Tuesday, 20 July 2010

Dolphin Calf born at Minnesota Zoo













It's a girl! (They think.)

The Minnesota Zoo's 23-year-old Atlantic bottlenose dolphin, Allie, gave birth to a healthy calf late Saturday night. Staff members think it's female but won't be sure until they can get a closer look.


The calf is welcome happy news for the Apple Valley zoo's dolphin program, which has suffered its share of heartbreak in the past few years. Allie's last pregnancy ended when she delivered a stillborn calf in March 2009. Three dolphins, including 7-month-old calf Harley, died in 2006.
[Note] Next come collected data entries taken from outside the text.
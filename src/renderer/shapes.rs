//! Shape generation for 2D primitives

use glam::Vec2;
use std::f32::consts::TAU;

use super::vertex::Vertex;

/// Generate vertices for a filled disk
pub fn disk(center: Vec2, radius: f32, color: [f32; 4], segments: u32) -> Vec<Vertex> {
    gradient_disk(center, radius, color, color, segments)
}

/// Generate vertices for a disk whose color blends from center to rim
pub fn gradient_disk(
    center: Vec2,
    radius: f32,
    center_color: [f32; 4],
    rim_color: [f32; 4],
    segments: u32,
) -> Vec<Vertex> {
    let mut vertices = Vec::with_capacity((segments * 3) as usize);

    for i in 0..segments {
        let theta1 = (i as f32 / segments as f32) * TAU;
        let theta2 = ((i + 1) as f32 / segments as f32) * TAU;

        // Triangle from center to rim
        vertices.push(Vertex::new(center, center_color));
        vertices.push(Vertex::new(center + radius * Vec2::from_angle(theta1), rim_color));
        vertices.push(Vertex::new(center + radius * Vec2::from_angle(theta2), rim_color));
    }

    vertices
}

/// Generate vertices for an annulus whose color blends from inner to outer edge
pub fn gradient_ring(
    center: Vec2,
    inner_radius: f32,
    outer_radius: f32,
    inner_color: [f32; 4],
    outer_color: [f32; 4],
    segments: u32,
) -> Vec<Vertex> {
    let mut vertices = Vec::with_capacity((segments * 6) as usize);

    for i in 0..segments {
        let theta1 = (i as f32 / segments as f32) * TAU;
        let theta2 = ((i + 1) as f32 / segments as f32) * TAU;

        let inner1 = center + inner_radius * Vec2::from_angle(theta1);
        let outer1 = center + outer_radius * Vec2::from_angle(theta1);
        let inner2 = center + inner_radius * Vec2::from_angle(theta2);
        let outer2 = center + outer_radius * Vec2::from_angle(theta2);

        // Two triangles per segment
        vertices.push(Vertex::new(inner1, inner_color));
        vertices.push(Vertex::new(outer1, outer_color));
        vertices.push(Vertex::new(inner2, inner_color));

        vertices.push(Vertex::new(inner2, inner_color));
        vertices.push(Vertex::new(outer1, outer_color));
        vertices.push(Vertex::new(outer2, outer_color));
    }

    vertices
}

/// Generate vertices for an axis-aligned filled rectangle
pub fn quad(min: Vec2, max: Vec2, color: [f32; 4]) -> Vec<Vertex> {
    vec![
        Vertex::new(min, color),
        Vertex::new(Vec2::new(max.x, min.y), color),
        Vertex::new(max, color),
        Vertex::new(min, color),
        Vertex::new(max, color),
        Vertex::new(Vec2::new(min.x, max.y), color),
    ]
}

/// Generate vertices for a rectangular frame stroked along its outline
///
/// The stroke straddles the rectangle edge, like a canvas strokeRect. Side
/// bars stop short of the corners so no region is filled twice.
pub fn frame(min: Vec2, max: Vec2, width: f32, color: [f32; 4]) -> Vec<Vertex> {
    let half = width / 2.0;
    let mut vertices = Vec::with_capacity(24);

    vertices.extend(quad(
        Vec2::new(min.x - half, min.y - half),
        Vec2::new(max.x + half, min.y + half),
        color,
    ));
    vertices.extend(quad(
        Vec2::new(min.x - half, max.y - half),
        Vec2::new(max.x + half, max.y + half),
        color,
    ));
    vertices.extend(quad(
        Vec2::new(min.x - half, min.y + half),
        Vec2::new(min.x + half, max.y - half),
        color,
    ));
    vertices.extend(quad(
        Vec2::new(max.x - half, min.y + half),
        Vec2::new(max.x + half, max.y - half),
        color,
    ));

    vertices
}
The latest birth brings the dolphin pod back to four members. April, 42, is Allie's mother. Semo, 45, is the calf's father. He is believed to be one of the oldest reproducing male dolphins in human care. "It's very exciting for our dolphin program," marine mammal supervisor Diane Fusco said. "It's going to be fun to watch how the interactions develop. There's nothing like a young animal to stir things up."
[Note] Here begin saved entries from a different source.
//! Artifact catalog
//!
//! Records for the steam-history artifacts buried under the surface. The
//! catalog is populated at startup and never grows; its order is the order
//! discovery checks scan it in.

/// A buried artifact
#[derive(Debug, Clone, PartialEq)]
pub struct Artifact {
    /// Stable kebab-case identifier
    pub id: &'static str,
    pub name: &'static str,
    pub description: &'static str,
    /// Approximate dating, e.g. "1 BCE"
    pub period: &'static str,
    pub significance: &'static str,
    pub civilization: &'static str,
    /// Coverage percentage (0-100) that reveals this artifact
    pub required_coverage: f32,
    /// Flips to true exactly once and never reverts
    pub discovered: bool,
}

/// The five built-in artifacts, deepest (highest threshold) first
pub fn builtin_catalog() -> Vec<Artifact> {
    vec![
        Artifact {
            id: "steam-bath",
            name: "Steam Bath",
            description: "A steam bath is a steam-filled room or steam-filled cabinet \
                designed for the purpose of relaxation and holistic treatment.",
            period: "~2000 CE",
            significance: "Steam baths have been formally recognized since ancient Greek \
                and Roman times, yet variations can be found throughout the Middle East, \
                Asia, Mesoamerica, and Northern Africa. The Greeks developed early vapor \
                baths called laconica in Sparta, while the Roman variation was referred \
                to as thermae.",
            civilization: "Ancient Rome",
            required_coverage: 100.0,
            discovered: false,
        },
        Artifact {
            id: "automated-temple-doors",
            name: "Automated Temple Doors",
            description: "The liquid within the vessel (probably water, but Heron also \
                thought about quicksilver) would get pushed through a hose into another \
                vessel hanging from the ceiling and connected to the underground \
                doorposts of the temple doors.",
            period: "~40 CE",
            significance: "The idea was that temple doors should open automatically when \
                a fire is lit and close again when the fire extinguishes. By lighting \
                the fire above ground in an altar in front of the temple, heat would \
                form and build up pressure into a soldered vessel beneath the temple.",
            civilization: "Ancient Greece",
            required_coverage: 80.0,
            discovered: false,
        },
        Artifact {
            id: "aeolipile",
            name: "Aeolipile",
            description: "An aeolipile, aeolipyle, or eolipile, also known as a Hero's \
                (or Heron's) engine, is a simple, bladeless radial steam turbine which \
                spins when the central water container is heated. Torque is produced by \
                steam jets exiting the turbine.",
            period: "1 BCE",
            significance: "The aeolipile is the first known device to transform steam \
                into rotary motion.",
            civilization: "Ancient Greece",
            required_coverage: 60.0,
            discovered: false,
        },
        Artifact {
            id: "paper",
            name: "Paper",
            description: "Ancient Egyptians used steam to make papyrus which was used as \
                paper.",
            period: "2900 BCE",
            significance: "The ancient Egyptians grew a marsh grass called Cyperus \
                Papyrus in the Nile river valley. The Egyptians cut thin strips from the \
                plant's stem and softened them in the muddy waters of the Nile. These \
                strips were then layered at right angles to form a kind of mat.",
            civilization: "Ancient Egypt",
            required_coverage: 40.0,
            discovered: false,
        },
        Artifact {
            id: "chenglu",
            name: "Chenglu",
            description: "Zhang Heng invented the \"chenglu\", a device that used steam \
                to spin a wheel for pleasure and ornament in ancient China.",
            period: "Unknown",
            significance: "The ancient Chinese used this as an ornament.",
            civilization: "Ancient China",
            required_coverage: 20.0,
            discovered: false,
        },
    ]
}

#[cfg(test)]
mod tests {
    use super::*;

    #[test]
    fn test_catalog_shape() {
        let catalog = builtin_catalog();
        assert_eq!(catalog.len(), 5);
        assert!(catalog.iter().all(|a| !a.discovered));
        assert!(catalog
            .iter()
            .all(|a| (0.0..=100.0).contains(&a.required_coverage)));
    }

    #[test]
    fn test_catalog_thresholds_descend() {
        let catalog = builtin_catalog();
        for pair in catalog.windows(2) {
            assert!(pair[0].required_coverage > pair[1].required_coverage);
        }
    }

    #[test]
    fn test_catalog_ids_unique() {
        let catalog = builtin_catalog();
        for (i, a) in catalog.iter().enumerate() {
            for b in &catalog[i + 1..] {
                assert_ne!(a.id, b.id);
            }
        }
    }
}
Zoo staff noticed Allie was close to delivering on Friday after she refused food. The calf was born after about two hours of labor at 10:51 p.m. Saturday. The calf immediately swam to the surface for its first breath. Allie followed, and the baby has been swimming by her side ever since, Fusco said. "Allie and the calf are taking synchronized breaths and the calf is being maneuvered by Allie so it is not wandering away from her," she said. The baby, which has not yet been named, weighs about 30 pounds and is 2 to 3 feet long. It's Allie's second calf and Semo's fourth.


Allie and the calf are bonding nicely, Fusco said, and successful nursing took place within the first few hours. Exhausted but elated staff members will continue to monitor the pair around the clock for the next few weeks. Fusco, reached Sunday by phone, said she'd caught a quick nap in her car, but had been on duty since the birth. Semo has been separated from the other dolphins until maternal bonding can be established. "Male dolphins don't have any paternal investment in the calf," Fusco said. "If you put them together too early, he's more interested in the females. You might risk some trauma or aggression."
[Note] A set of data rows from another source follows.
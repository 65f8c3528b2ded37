//! Display settings and preferences
//!
//! Persisted in LocalStorage, separate from dig state.

use serde::{Deserialize, Serialize};

/// Quality preset levels
#[derive(Debug, Clone, Copy, PartialEq, Eq, Serialize, Deserialize, Default)]
pub enum QualityPreset {
    Low,
    #[default]
    Medium,
    High,
}

impl QualityPreset {
    /// Soil speckle count for this preset
    pub fn speckle_count(&self) -> u32 {
        match self {
            QualityPreset::Low => 40,
            QualityPreset::Medium => 100,
            QualityPreset::High => 200,
        }
    }

    /// Dust motes spawned per dig sample
    pub fn dust_per_sample(&self) -> usize {
        match self {
            QualityPreset::Low => 2,
            QualityPreset::Medium => 5,
            QualityPreset::High => 8,
        }
    }
}

/// Display settings/preferences
#[derive(Debug, Clone, Serialize, Deserialize)]
pub struct Settings {
    /// Graphics quality preset
    pub quality: QualityPreset,

    // === Visual Effects ===
    /// Dust motes while digging
    pub dust: bool,
    /// Gold frame and sparkles on discovery
    pub flourish: bool,

    // === HUD ===
    /// Show FPS counter
    pub show_fps: bool,

    // === Accessibility ===
    /// Reduced motion (suppress dust and the discovery flourish)
    pub reduced_motion: bool,
}

impl Default for Settings {
    fn default() -> Self {
        Self {
            quality: QualityPreset::Medium,
            dust: true,
            flourish: true,
            show_fps: false,
            reduced_motion: false,
        }
    }
}

impl Settings {
    /// Speckles to scatter over the soil
    pub fn speckle_count(&self) -> u32 {
        self.quality.speckle_count()
    }

    /// Dust motes per dig sample (respects reduced_motion)
    pub fn dust_count(&self) -> usize {
        if !self.dust || self.reduced_motion {
            0
        } else {
            self.quality.dust_per_sample()
        }
    }

    /// Whether the discovery flourish should draw (respects reduced_motion)
    pub fn flourish_visible(&self) -> bool {
        self.flourish && !self.reduced_motion
    }

    /// LocalStorage key
    const STORAGE_KEY: &'static str = "dig_site_settings";

    /// Load settings from LocalStorage (WASM only)
    #[cfg(target_arch = "wasm32")]
    pub fn load() -> Self {
        let storage = web_sys::window()
            .and_then(|w| w.local_storage().ok())
            .flatten();

        if let Some(storage) = storage {
            if let Ok(Some(json)) = storage.get_item(Self::STORAGE_KEY) {
                if let Ok(settings) = serde_json::from_str(&json) {
                    log::info!("Loaded settings from LocalStorage");
                    return settings;
                }
            }
        }

        log::info!("Using default settings");
        Self::default()
    }

    /// Save settings to LocalStorage (WASM only)
    #[cfg(target_arch = "wasm32")]
    pub fn save(&self) {
        let storage = web_sys::window()
            .and_then(|w| w.local_storage().ok())
            .flatten();

        if let Some(storage) = storage {
            if let Ok(json) = serde_json::to_string(self) {
                let _ = storage.set_item(Self::STORAGE_KEY, &json);
                log::info!("Settings saved");
            }
        }
    }

    /// Native stubs
    #[cfg(not(target_arch = "wasm32"))]
    pub fn load() -> Self {
        Self::default()
    }

    #[cfg(not(target_arch = "wasm32"))]
    pub fn save(&self) {
        // No-op for native
    }
}

#[cfg(test)]
mod tests {
    use super::*;

    #[test]
    fn test_settings_roundtrip() {
        let mut settings = Settings::default();
        settings.quality = QualityPreset::High;
        settings.reduced_motion = true;

        let json = serde_json::to_string(&settings).unwrap();
        let back: Settings = serde_json::from_str(&json).unwrap();
        assert_eq!(back.quality, QualityPreset::High);
        assert!(back.reduced_motion);
    }

    #[test]
    fn test_reduced_motion_suppresses_effects() {
        let mut settings = Settings::default();
        assert!(settings.flourish_visible());
        assert!(settings.dust_count() > 0);

        settings.reduced_motion = true;
        assert!(!settings.flourish_visible());
        assert_eq!(settings.dust_count(), 0);
    }
}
The calf is darker in color than Allie and has small whiskers on its nose that will soon disappear. Dolphin stadium was closed Sunday to allow the calf to be nurtured, but Fusco said it would reopen in the next few days. During that time, the mother/calf pair will remain in a back pool, but visitors might be able to catch a glimpse of the baby when it surfaces for a breath. If all goes well, the pair will be on exhibit in the fall.